Which isn't the easiest integral I've ever seen. I'm guessing I have to make some trig identities appear. Perhaps the first step would be:

integral from a to t) (root)( (ae^ax b (cos bx - sin bx) )^2 + (ae^ax b (sin bx + cos bx) )^2 + (ae^ax)^2 )

but then what? Thanks again!

You will probably have some sine and cosine squared simplify down to 1 I am guessing.

That's what I figured. I guess I could rewrite it as:

(integral from a to t) (root)( (ae^ax b)^2 (cos bx - sin bx)^2 + (ae^ax b)^2 + (sin bx + cos bx)^2 + (ae^ax)^2 )

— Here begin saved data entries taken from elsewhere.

// SPDX-License-Identifier: MIT
// © 2025–2026 Christopher Liu

//! NXP PCA9685 16-channel, 12-bit PWM controller over I2C.
//!
//! This module handles register access and on/off time computation. The motor layer in
//! [`crate::drivers::car_drive`] sits on top of it.

use embedded_hal::blocking::delay::DelayMs;
use embedded_hal::blocking::i2c::{Write, WriteRead};
use micromath::F32Ext;

/// Address of the PCA9685 on the car's motor board.
pub const DEFAULT_ADDRESS: u8 = 0x5F;

/// Number of PWM outputs.
pub const CHANNELS: u8 = 16;

/// Counter steps per PWM period. A pulse width of this value or more is fully on.
pub const PWM_STEPS: u16 = 4096;

/// Internal oscillator.
pub const OSC_HZ: f32 = 25_000_000.0;

pub const PRESCALE_MIN: u8 = 0x03;
pub const PRESCALE_MAX: u8 = 0xFF;

// Register addresses
pub mod reg {
    pub const MODE1: u8 = 0x00;
    pub const LED0_ON_L: u8 = 0x06;
    pub const PRE_SCALE: u8 = 0xFE;

    /// Each channel occupies ON_L, ON_H, OFF_L, OFF_H.
    pub const LED_STRIDE: u8 = 4;
}

/// MODE1 register.
#[derive(Copy, Clone, Debug, Default, Eq, PartialEq)]
pub struct Mode1 {
    raw: u8,
}

impl Mode1 {
    const RESTART: u8 = 1 << 7;
    const AI: u8 = 1 << 5;
    const SLEEP: u8 = 1 << 4;

    #[inline]
    pub fn from_raw(raw: u8) -> Self {
        Self { raw }
    }

    #[inline]
    pub fn raw(&self) -> u8 {
        self.raw
    }

    /// PWM channels were running when the oscillator was stopped.
    #[inline]
    pub fn restart(&self) -> bool {
        (self.raw & Self::RESTART) != 0
    }

    /// Register auto-increment.
    #[inline]
    pub fn auto_increment(&self) -> bool {
        (self.raw & Self::AI) != 0
    }

    /// Low-power mode, oscillator off.
    #[inline]
    pub fn sleep(&self) -> bool {
        (self.raw & Self::SLEEP) != 0
    }

    fn with_sleep(self, on: bool) -> Self {
        Self::from_raw(set_bit(self.raw, Self::SLEEP, on))
    }

    fn with_auto_increment(self, on: bool) -> Self {
        Self::from_raw(set_bit(self.raw, Self::AI, on))
    }
}

#[inline]
fn set_bit(raw: u8, mask: u8, on: bool) -> u8 {
    if on {
        raw | mask
    } else {
        raw & !mask
    }
}

#[derive(Copy, Clone, Debug, Eq, PartialEq)]
pub enum Error<E> {
    /// I2C transfer failed.
    Bus(E),
    /// Channel index ≥ [`CHANNELS`].
    InvalidChannel(u8),
}

/// Prescaler value for an output frequency of `freq_hz`.
pub fn prescale_for(freq_hz: f32) -> u8 {
    if freq_hz <= 0.0 {
        return PRESCALE_MAX;
    }
    let prescale = (OSC_HZ / (PWM_STEPS as f32 * freq_hz)).round() - 1.0;
    prescale.clamp(PRESCALE_MIN as f32, PRESCALE_MAX as f32) as u8
}

/// ON and OFF counter values for a pulse of `pulse_width` steps starting at phase 0.
///
/// Zero and full scale use the dedicated full-off and full-on bits.
pub fn on_off_times(pulse_width: u16) -> (u16, u16) {
    match pulse_width {
        0 => (0, PWM_STEPS),
        w if w >= PWM_STEPS => (PWM_STEPS, 0),
        w => (0, w),
    }
}

/// PCA9685 on an I2C bus.
pub struct Pca9685<I2C> {
    i2c: I2C,
    address: u8,
}

impl<I2C, E> Pca9685<I2C>
where
    I2C: Write<Error = E> + WriteRead<Error = E>,
{
    /// Driver at [`DEFAULT_ADDRESS`].
    pub fn new(i2c: I2C) -> Self {
        Self::with_address(i2c, DEFAULT_ADDRESS)
    }

    pub fn with_address(i2c: I2C, address: u8) -> Self {
        Self { i2c, address }
    }

    /// Release the bus.
    pub fn free(self) -> I2C {
        self.i2c
    }

    /// Clear MODE1: oscillator on, auto-increment off, all-call disabled.
    pub fn init(&mut self) -> Result<(), Error<E>> {
        self.write_reg(reg::MODE1, 0x00)
    }

    pub fn read_reg(&mut self, addr: u8) -> Result<u8, Error<E>> {
        let mut buf = [0u8];
        self.i2c
            .write_read(self.address, &[addr], &mut buf)
            .map_err(Error::Bus)?;
        Ok(buf[0])
    }

    pub fn write_reg(&mut self, addr: u8, value: u8) -> Result<(), Error<E>> {
        self.i2c.write(self.address, &[addr, value]).map_err(Error::Bus)
    }

    pub fn mode1(&mut self) -> Result<Mode1, Error<E>> {
        Ok(Mode1::from_raw(self.read_reg(reg::MODE1)?))
    }

    /// Set the PWM frequency of all channels.
    pub fn set_frequency<D: DelayMs<u8>>(
        &mut self,
        freq_hz: f32,
        delay: &mut D,
    ) -> Result<(), Error<E>> {
        self.set_prescale(prescale_for(freq_hz), delay)
    }

    /// Write the prescaler. The oscillator has to be asleep for the write to take effect.
    pub fn set_prescale<D: DelayMs<u8>>(
        &mut self,
        prescale: u8,
        delay: &mut D,
    ) -> Result<(), Error<E>> {
        let mode = self.mode1()?;
        self.write_reg(reg::MODE1, mode.with_sleep(true).raw())?;
        self.write_reg(reg::PRE_SCALE, prescale.max(PRESCALE_MIN))?;
        self.wake(delay)
    }

    /// Leave sleep with auto-increment on, restarting channels that were running.
    fn wake<D: DelayMs<u8>>(&mut self, delay: &mut D) -> Result<(), Error<E>> {
        let mode = self.mode1()?.with_sleep(false).with_auto_increment(true);
        self.write_reg(reg::MODE1, mode.raw())?;

        if mode.restart() {
            // Oscillator needs 500 µs to stabilize.
            delay.delay_ms(1);
            // Writing one clears RESTART.
            self.write_reg(reg::MODE1, mode.raw())?;
        }
        Ok(())
    }

    /// Program raw ON and OFF counter values for `channel`.
    pub fn set_on_off(&mut self, channel: u8, on: u16, off: u16) -> Result<(), Error<E>> {
        if channel >= CHANNELS {
            return Err(Error::InvalidChannel(channel));
        }

        let addr = reg::LED0_ON_L + reg::LED_STRIDE * channel;
        let [on_l, on_h] = on.to_le_bytes();
        let [off_l, off_h] = off.to_le_bytes();
        self.i2c
            .write(self.address, &[addr, on_l, on_h, off_l, off_h])
            .map_err(Error::Bus)
    }

    /// Set the high time of `channel` in counter steps (0..=4096).
    pub fn set_pulse_width(&mut self, channel: u8, pulse_width: u16) -> Result<(), Error<E>> {
        let (on, off) = on_off_times(pulse_width);
        self.set_on_off(channel, on, off)
    }
}

#[cfg(test)]
pub(crate) mod tests {
    use super::*;
    use core::convert::Infallible;
    use std::vec::Vec;

    /// Register-level PCA9685 model that records every write.
    pub struct FakeBus {
        pub regs: [u8; 256],
        pub writes: Vec<(u8, Vec<u8>)>,
    }

    impl FakeBus {
        pub fn new() -> Self {
            Self {
                regs: [0; 256],
                writes: Vec::new(),
            }
        }
    }

    impl Write for FakeBus {
        type Error = Infallible;

        fn write(&mut self, address: u8, bytes: &[u8]) -> Result<(), Infallible> {
            if let Some((&reg, data)) = bytes.split_first() {
                for (i, b) in data.iter().enumerate() {
                    self.regs[reg as usize + i] = *b;
                }
            }
            self.writes.push((address, bytes.to_vec()));
            Ok(())
        }
    }

    impl WriteRead for FakeBus {
        type Error = Infallible;

        fn write_read(
            &mut self,
            _address: u8,
            bytes: &[u8],
            buffer: &mut [u8],
        ) -> Result<(), Infallible> {
            let reg = bytes[0] as usize;
            buffer.copy_from_slice(&self.regs[reg..reg + buffer.len()]);
            Ok(())
        }
    }

    pub struct NoDelay;

    impl DelayMs<u8> for NoDelay {
        fn delay_ms(&mut self, _ms: u8) {}
    }

    #[test]
    fn prescale_follows_datasheet_formula() {
        assert_eq!(prescale_for(100.0), 60);
        assert_eq!(prescale_for(50.0), 121);
        assert_eq!(prescale_for(1526.0), PRESCALE_MIN);
        assert_eq!(prescale_for(10.0), PRESCALE_MAX);
    }

    #[test]
    fn pulse_width_edges_use_full_on_and_off() {
        assert_eq!(on_off_times(0), (0, 4096));
        assert_eq!(on_off_times(1000), (0, 1000));
        assert_eq!(on_off_times(4095), (0, 4095));
        assert_eq!(on_off_times(4096), (4096, 0));
        assert_eq!(on_off_times(9000), (4096, 0));
    }

    #[test]
    fn channel_registers_are_strided() {
        let mut pwm = Pca9685::new(FakeBus::new());
        pwm.set_pulse_width(15, 1000).unwrap();

        let bus = pwm.free();
        let (addr, bytes) = &bus.writes[0];
        assert_eq!(*addr, DEFAULT_ADDRESS);
        assert_eq!(bytes.as_slice(), &[0x42, 0x00, 0x00, 0xE8, 0x03]);
    }

    #[test]
    fn invalid_channel_is_rejected() {
        let mut pwm = Pca9685::new(FakeBus::new());
        assert_eq!(pwm.set_pulse_width(16, 10), Err(Error::InvalidChannel(16)));
        assert!(pwm.free().writes.is_empty());
    }

    #[test]
    fn prescale_goes_through_sleep() {
        let mut bus = FakeBus::new();
        bus.regs[reg::MODE1 as usize] = 0x80;
        let mut pwm = Pca9685::new(bus);
        pwm.set_frequency(100.0, &mut NoDelay).unwrap();

        let bus = pwm.free();
        let writes: Vec<&[u8]> = bus.writes.iter().map(|(_, b)| b.as_slice()).collect();
        assert_eq!(
            writes,
            [
                &[reg::MODE1, 0x90][..],
                &[reg::PRE_SCALE, 60][..],
                &[reg::MODE1, 0xA0][..],
                &[reg::MODE1, 0xA0][..],
            ]
        );
    }
}
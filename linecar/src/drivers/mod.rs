// SPDX-License-Identifier: MIT
// © 2025–2026 Christopher Liu

//! # Device-Specific Drivers
//!
//! This module contains device-specific drivers written against the `embedded-hal` bus traits, so
//! they run on the board and against in-memory buses in tests.
//!
//! ## Existing drivers
//!
//! - [`pca9685`] – NXP PCA9685 16-channel PWM controller (I2C)
//! - [`car_drive`] – four H-bridge motors driven from the PCA9685
//! - [`pcf8574`] – PCF8574 I/O expander reading the line sensors (I2C)
//! - [`ws2812`] – WS2812 LED strip bit-banged over SPI MOSI

pub mod pca9685;

pub mod car_drive;
pub mod pcf8574;
pub mod ws2812;

pub use car_drive::CarDrive;
pub use pca9685::Pca9685;
pub use pcf8574::Pcf8574;
pub use ws2812::{Grb, Ws2812};
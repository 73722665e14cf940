// SPDX-License-Identifier: MIT
// © 2025–2026 Christopher Liu

//! # Command Protocol
//!
//! - [`messages`] - Inter-core message format and command codes.
//! - [`parser`] - Byte-stream framing for the serial link.
//! - [`mailbox`] - Interrupt-safe message handoff.
//! - [`bridge`] - Routing between the serial link and the control loop.
//! - [`channel`] - Command handling inside the control loop.

pub mod bridge;
pub mod channel;
pub mod mailbox;
pub mod messages;
pub mod parser;

pub use bridge::{LinkReceiver, LinkRoute};
pub use channel::{ChannelStats, CommandChannel};
pub use mailbox::{Mailbox, MailboxTransport, SingleSlot};
pub use messages::{Command, DecodeError, IpcMessage, Payload};
pub use parser::Parser;
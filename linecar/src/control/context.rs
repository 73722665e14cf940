// SPDX-License-Identifier: MIT
// © 2025–2026 Christopher Liu

//! Shared car state: runtime parameters and enable flags.
//!
//! Owned by the [`LineFollower`](crate::control::LineFollower) and lent to the command channel at
//! the top of every tick, so the loop always reads a fully applied update.

use crate::control::RuntimeParameters;

/// Operating state derived from the enable flags.
#[derive(Copy, Clone, Debug, Eq, PartialEq)]
pub enum DriveState {
    /// Waiting for the first start command. Nothing is actuated.
    Idle,
    /// Following the line.
    Running,
    /// Started before, motors currently held at zero.
    Stopped,
}

/// Start/stop flags.
#[derive(Copy, Clone, Debug, Default, Eq, PartialEq)]
pub struct EnableFlags {
    /// One-shot latch set by the first start command, never cleared.
    pub car_started: bool,
    /// Whether the loop drives the motors.
    pub motors_enabled: bool,
}

#[derive(Copy, Clone, Debug, Default, PartialEq)]
pub struct CarContext {
    pub params: RuntimeParameters,
    pub flags: EnableFlags,
}

impl CarContext {
    pub fn new(params: RuntimeParameters) -> Self {
        Self {
            params,
            flags: EnableFlags::default(),
        }
    }

    pub fn state(&self) -> DriveState {
        match (self.flags.car_started, self.flags.motors_enabled) {
            (false, _) => DriveState::Idle,
            (true, true) => DriveState::Running,
            (true, false) => DriveState::Stopped,
        }
    }

    /// Latch the start flag and enable the motors.
    pub fn start(&mut self) {
        self.flags.car_started = true;
        self.flags.motors_enabled = true;
    }

    /// Disable the motors. Has no effect before the car was started.
    pub fn stop(&mut self) {
        self.flags.motors_enabled = false;
    }
}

But I still don't see it...

Originally Posted by gralla55

That's what I figured. I guess I could rewrite it as:

(integral from a to t) (root)( (ae^ax b)^2 (cos bx - sin bx)^2 + (ae^ax b)^2 + (sin bx + cos bx)^2 + (ae^ax)^2 )

But I still don't see it...

Factor this out of the radical (ae^ax b)^2 since it is in all three terms.

The last one doesn't contain the b, but I could of course write:

(integral from a to t) (root)( (ae^ax b)^2 (cos bx - sin bx)^2 + (ae^ax b)^2 + (sin bx + cos bx)^2 + (ae^ax)^2 )

=

(integral from a to t) (root)( (ae^ax)^2 (b cos bx - b sin bx)^2 + (ae^ax)^2 + (b sin bx + b cos bx)^2 + (ae^ax)^2 )

=

(integral from a to t) (ae^ax)(root)((b cos bx - b sin bx)^2 + (b sin bx + b cos bx)^2)

See anything else? Thanks alot

Just square it and see what you should get a sine and cosine squared and probably something that fits the double angle form of sin(2x)=2sinxcosx

(integral from a to t) (ae^ax)(root)((b cos bx - b sin bx)^2 + (b sin bx + b cos bx)^2)

=

(integral from a to t) (ae^ax)(root)((b cos bx)^2 - (2b cos bx sin bx) + (b sin bx)^2 + (b cos bx)^2 + (2b cos bx sin bx) + (b sin bx)^2 )

=

(integral from a to t) (ae^ax)(root)((b cos bx)^2 + (b sin bx)^2 + (b cos bx)^2 + (b sin bx)^2 )

=

(integral from a to t) (ae^ax)(root)((b^2 (cos^2 bx + sin^2 bx)^2 + b^2 (cos^2 bx + sin^2 bx)^2)

=

(integral from a to t) (ae^ax)(root)(2b^2)

=

(integral from a to t) (bae^ax)(root)2

Does this look right?

Looks good. You can move the square root of 2 out of the integral since it is a constant.

So:

ab(root)2 (integral from a to t) e^ax dx

= b(root)2 * e^at - b(root)2 * e^a^2

?

I am confused about something. Your differential should be dt not dx and if your differential is dt, you should integrate from [a,t]. Where did you get the bounds of integration and why do you have x's when there were none to start with?

I must have started writing x's instead of t's just out of habit... still, it should be correct if I just substitute the final x with a t:

ab(root)2 (integral from a to t) e^at dt

= b(root)2 * e^t^2 - b(root)2 * e^a^2

Now does it look right?